With so much noise about teachers striking and arguments over pay, people shouldn’t forget that we are sleepwalking into an education crisis.

In my 23 years of teaching, and 12 as a headteacher, I have never experienced anything like the challenges we face in schools today. Many teachers will tell you that the situation has only deteriorated following Covid-19 lockdowns. Attendance has plummeted, special needs have skyrocketed and the behaviour of some children has become almost impossible to manage. 

It would be easy to apportion blame to our post-pandemic world and the effects of lockdowns but that would be only half the picture. When you’re worrying about how to put food on the table, or money in the meter, it is no surprise that we are seeing a dramatic increase in mental health issues of everyone, at all levels. I have never had so many parents and staff burst in to tears, suffer panic attacks, or tell me that they are contemplating ending it all – the situation is desperate.

I came in to teaching to change lives and make a difference, I did not expect it to destroy my mental health

It is no surprise that teachers are tired and stressed like never before. Nothing could have prepared us for the world we suddenly find ourselves in; trying to do more and more, with less and less. Unfunded pay-rises last year and potential ones to come this year have plunged most schools in to deficit budgets and keep us headteachers awake at night, trying to figure out how to balance the numbers without having to let staff go.

The tragic suicide of Ruth Perry, following an inadequate Ofsted judgement, was avoidable and cannot be allowed to happen again.

Ofsted inspections strike fear into the hearts of most school leaders, commonly hearing of “the rogue inspector” or the wrong team who doesn’t get it. I have seen too many headteachers reduced to tears and their mental health in tatters following an inspection, having been driven into the ground through excessive workloads and unrealistic expectations.

I have ended up on medication to help with sleepless nights and anxiety caused by the build up to an inspection. I know plenty of colleagues who have retired because they simply couldn’t go through the process again.

The inspection framework is not nuanced enough and does not account for the varied communities that schools serve. Schools in deprived areas, such as mine, are clearly at a disadvantage. We are statistically far more likely to receive a “requires improvement” judgement than schools in more affluent neighbourhoods nearby. 

The responsibility is too much for headteachers to shoulder alone in an age where news spreads quickly and public feedback can be brutal. Schools can live or die by the outcome and a negative report can have a significant impact on a school, their staff and the community. Our predecessors in days gone by never had this level of online scrutiny and it comes at a personal cost. I cannot imagine what Ruth Perry went through knowing the outcome of the inspection and then waiting weeks for it to be published. 

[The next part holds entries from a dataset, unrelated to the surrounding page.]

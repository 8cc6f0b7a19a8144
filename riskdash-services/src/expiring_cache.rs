//! Expiring Cache
//!
//! In-memory key/value store with a per-entry time-to-live. Expired entries
//! are purged lazily on read and, when running inside a tokio runtime,
//! proactively by a deferred cleanup task scheduled on insert.

use std::collections::HashMap;
use std::sync::atomic::{AtomicU64, Ordering};
use std::sync::Arc;
use std::time::Duration;

use chrono::{DateTime, Utc};
use parking_lot::RwLock;
use tracing::{debug, trace};

use crate::clock::SharedClock;

/// Shortest TTL accepted; keeps `expires_at` strictly after `stored_at`
const MIN_TTL: Duration = Duration::from_millis(1);

/// Cached value with its lifetime
#[derive(Debug, Clone)]
struct CacheEntry<V> {
    value: V,
    stored_at: DateTime<Utc>,
    expires_at: DateTime<Utc>,
    /// Distinguishes successive entries stored under the same key
    generation: u64,
}

impl<V> CacheEntry<V> {
    fn is_fresh(&self, now: DateTime<Utc>) -> bool {
        now < self.expires_at
    }
}

type EntryMap<V> = Arc<RwLock<HashMap<String, CacheEntry<V>>>>;

/// Key/value store with per-entry expiry
pub struct ExpiringCache<V> {
    entries: EntryMap<V>,
    clock: SharedClock,
    next_generation: AtomicU64,
    proactive_eviction: bool,
}

impl<V> ExpiringCache<V>
where
    V: Clone + Send + Sync + 'static,
{
    /// Create a cache reading time from `clock`, with proactive eviction on
    pub fn new(clock: SharedClock) -> Self {
        Self {
            entries: Arc::new(RwLock::new(HashMap::new())),
            clock,
            next_generation: AtomicU64::new(1),
            proactive_eviction: true,
        }
    }

    /// Enable or disable deferred cleanup tasks (lazy eviction always applies)
    pub fn with_proactive_eviction(mut self, enabled: bool) -> Self {
        self.proactive_eviction = enabled;
        self
    }

    /// Insert or overwrite `key`, replacing both value and expiry
    pub fn store(&self, key: impl Into<String>, value: V, ttl: Duration) {
        let key = key.into();
        let ttl = ttl.max(MIN_TTL);
        let stored_at = self.clock.now();
        let expires_at = chrono::Duration::from_std(ttl)
            .ok()
            .and_then(|d| stored_at.checked_add_signed(d))
            .unwrap_or(DateTime::<Utc>::MAX_UTC);
        let generation = self.next_generation.fetch_add(1, Ordering::Relaxed);

        self.entries.write().insert(
            key.clone(),
            CacheEntry {
                value,
                stored_at,
                expires_at,
                generation,
            },
        );
        trace!("Cached {} (generation {}) for {:?}", key, generation, ttl);

        if self.proactive_eviction {
            self.schedule_cleanup(key, generation, ttl);
        }
    }

    /// Get the value for `key` if it has not expired
    ///
    /// An expired entry found here is removed before returning `None`.
    pub fn fetch(&self, key: &str) -> Option<V> {
        let now = self.clock.now();
        {
            let read = self.entries.read();
            match read.get(key) {
                Some(entry) if entry.is_fresh(now) => return Some(entry.value.clone()),
                Some(_) => {}
                None => return None,
            }
        }

        // Re-check under the write lock: the entry may have been replaced
        let mut write = self.entries.write();
        if let Some(entry) = write.get(key) {
            if entry.is_fresh(now) {
                return Some(entry.value.clone());
            }
            write.remove(key);
            debug!("Evicted expired cache entry {} on read", key);
        }
        None
    }

    /// Remove `key` regardless of expiry
    pub fn invalidate(&self, key: &str) -> bool {
        self.entries.write().remove(key).is_some()
    }

    /// Remove every expired entry, returning how many were dropped
    pub fn purge_expired(&self) -> usize {
        let now = self.clock.now();
        let mut write = self.entries.write();
        let before = write.len();
        write.retain(|_, entry| entry.is_fresh(now));
        let purged = before - write.len();
        if purged > 0 {
            debug!("Purged {} expired cache entries", purged);
        }
        purged
    }

    /// Number of physically stored entries, expired or not
    pub fn len(&self) -> usize {
        self.entries.read().len()
    }

    pub fn is_empty(&self) -> bool {
        self.entries.read().is_empty()
    }

    /// Get cache statistics
    pub fn stats(&self) -> CacheStats {
        let now = self.clock.now();
        let read = self.entries.read();

        let total = read.len();
        let fresh = read.values().filter(|e| e.is_fresh(now)).count();
        let oldest_entry = read.values().map(|e| e.stored_at).min();

        CacheStats {
            total,
            fresh,
            stale: total - fresh,
            oldest_entry,
        }
    }

    fn schedule_cleanup(&self, key: String, generation: u64, ttl: Duration) {
        let Ok(handle) = tokio::runtime::Handle::try_current() else {
            return;
        };
        let entries = Arc::clone(&self.entries);
        let clock = Arc::clone(&self.clock);
        handle.spawn(async move {
            tokio::time::sleep(ttl).await;
            evict_if_current(&entries, &key, generation, clock.now());
        });
    }
}

/// Remove `key` only if it still holds `generation` and has expired
///
/// Deferred cleanups race with re-stores of the same key; the generation
/// check makes a stale cleanup a no-op instead of evicting the newer entry.
fn evict_if_current<V>(
    entries: &RwLock<HashMap<String, CacheEntry<V>>>,
    key: &str,
    generation: u64,
    now: DateTime<Utc>,
) -> bool {
    let mut write = entries.write();
    match write.get(key) {
        Some(entry) if entry.generation == generation && !entry.is_fresh(now) => {
            write.remove(key);
            trace!("Deferred cleanup evicted {} (generation {})", key, generation);
            true
        }
        _ => false,
    }
}

/// Cache statistics
#[derive(Debug, Clone, PartialEq)]
pub struct CacheStats {
    pub total: usize,
    pub fresh: usize,
    pub stale: usize,
    pub oldest_entry: Option<DateTime<Utc>>,
}

impl<V> std::fmt::Debug for ExpiringCache<V> {
    fn fmt(&self, f: &mut std::fmt::Formatter<'_>) -> std::fmt::Result {
        f.debug_struct("ExpiringCache")
            .field("entries", &self.entries.read().len())
            .field("proactive_eviction", &self.proactive_eviction)
            .finish()
    }
}

#[cfg(test)]
mod tests {
    use super::*;
    use crate::clock::{Clock, ManualClock};
    use serde_json::json;

    fn manual_cache() -> (Arc<ManualClock>, ExpiringCache<serde_json::Value>) {
        let clock = Arc::new(ManualClock::default());
        let cache = ExpiringCache::new(clock.clone()).with_proactive_eviction(false);
        (clock, cache)
    }

    #[test]
    fn test_fetch_before_and_after_expiry() {
        let (clock, cache) = manual_cache();

        cache.store("m", json!({"x": 1}), Duration::from_secs(5));
        assert_eq!(cache.fetch("m"), Some(json!({"x": 1})));

        clock.advance(chrono::Duration::seconds(6));
        assert_eq!(cache.fetch("m"), None);
        // Lazy eviction removed it physically too
        assert!(cache.is_empty());
    }

    #[test]
    fn test_expires_exactly_at_ttl() {
        let (clock, cache) = manual_cache();

        cache.store("k", json!(1), Duration::from_secs(5));
        clock.advance(chrono::Duration::milliseconds(4_999));
        assert!(cache.fetch("k").is_some());

        clock.advance(chrono::Duration::milliseconds(1));
        assert!(cache.fetch("k").is_none());
    }

    #[test]
    fn test_overwrite_replaces_value_and_expiry() {
        let (clock, cache) = manual_cache();

        cache.store("k", json!("old"), Duration::from_secs(10));
        clock.advance(chrono::Duration::seconds(5));
        cache.store("k", json!("new"), Duration::from_secs(2));
        assert_eq!(cache.fetch("k"), Some(json!("new")));

        // Old expiry would still be 5s away; new one has passed
        clock.advance(chrono::Duration::seconds(3));
        assert_eq!(cache.fetch("k"), None);
    }

    #[test]
    fn test_stale_cleanup_does_not_evict_newer_entry() {
        let (clock, cache) = manual_cache();

        cache.store("k", json!("first"), Duration::from_secs(1));
        let first_generation = cache.entries.read()["k"].generation;
        cache.store("k", json!("second"), Duration::from_secs(60));

        clock.advance(chrono::Duration::seconds(2));
        let evicted = evict_if_current(&cache.entries, "k", first_generation, clock.now());

        assert!(!evicted);
        assert_eq!(cache.fetch("k"), Some(json!("second")));
    }

    #[test]
    fn test_cleanup_after_eviction_is_noop() {
        let (clock, cache) = manual_cache();

        cache.store("k", json!(1), Duration::from_secs(1));
        let generation = cache.entries.read()["k"].generation;
        clock.advance(chrono::Duration::seconds(2));

        assert!(evict_if_current(&cache.entries, "k", generation, clock.now()));
        assert!(!evict_if_current(&cache.entries, "k", generation, clock.now()));
    }

    #[test]
    fn test_purge_and_stats() {
        let (clock, cache) = manual_cache();

        cache.store("short", json!(1), Duration::from_secs(1));
        cache.store("long", json!(2), Duration::from_secs(60));
        clock.advance(chrono::Duration::seconds(2));

        let stats = cache.stats();
        assert_eq!(stats.total, 2);
        assert_eq!(stats.fresh, 1);
        assert_eq!(stats.stale, 1);

        assert_eq!(cache.purge_expired(), 1);
        assert_eq!(cache.len(), 1);
        assert!(cache.fetch("long").is_some());
    }

    #[test]
    fn test_zero_ttl_is_clamped() {
        let (clock, cache) = manual_cache();

        cache.store("k", json!(1), Duration::ZERO);
        let entry = cache.entries.read()["k"].clone();
        assert!(entry.expires_at > entry.stored_at);

        clock.advance(chrono::Duration::milliseconds(1));
        assert!(cache.fetch("k").is_none());
    }

    #[tokio::test(start_paused = true)]
    async fn test_proactive_eviction_removes_without_read() {
        let clock = Arc::new(ManualClock::default());
        let cache: ExpiringCache<u32> = ExpiringCache::new(clock.clone());

        cache.store("k", 7, Duration::from_secs(1));
        clock.advance(chrono::Duration::seconds(2));
        tokio::time::sleep(Duration::from_secs(2)).await;

        assert_eq!(cache.len(), 0);
    }

    #[tokio::test(start_paused = true)]
    async fn test_proactive_eviction_spares_overwritten_key() {
        let clock = Arc::new(ManualClock::default());
        let cache: ExpiringCache<u32> = ExpiringCache::new(clock.clone());

        cache.store("k", 1, Duration::from_secs(1));
        cache.store("k", 2, Duration::from_secs(30));
        clock.advance(chrono::Duration::seconds(2));
        tokio::time::sleep(Duration::from_secs(2)).await;

        assert_eq!(cache.fetch("k"), Some(2));
    }
}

In its current toxic form, we have had enough of Ofsted. But, it can change, quickly, and without the need for additional funding (although we desperately need more). Our profession understands the need for accountability, I have never met a teacher who doubts that. But, we desperately need a system that works with us not against us. Remove the one word, one-dimensional labels and help us improve.

I came in to teaching to change lives and make a difference, I did not expect it to destroy my mental health. The current situation is unsustainable and recruitment and retention worsens by the day. 

The inspection process needs urgent reform before more lives are lost. For the good of the profession I love, we all need and deserve so much better.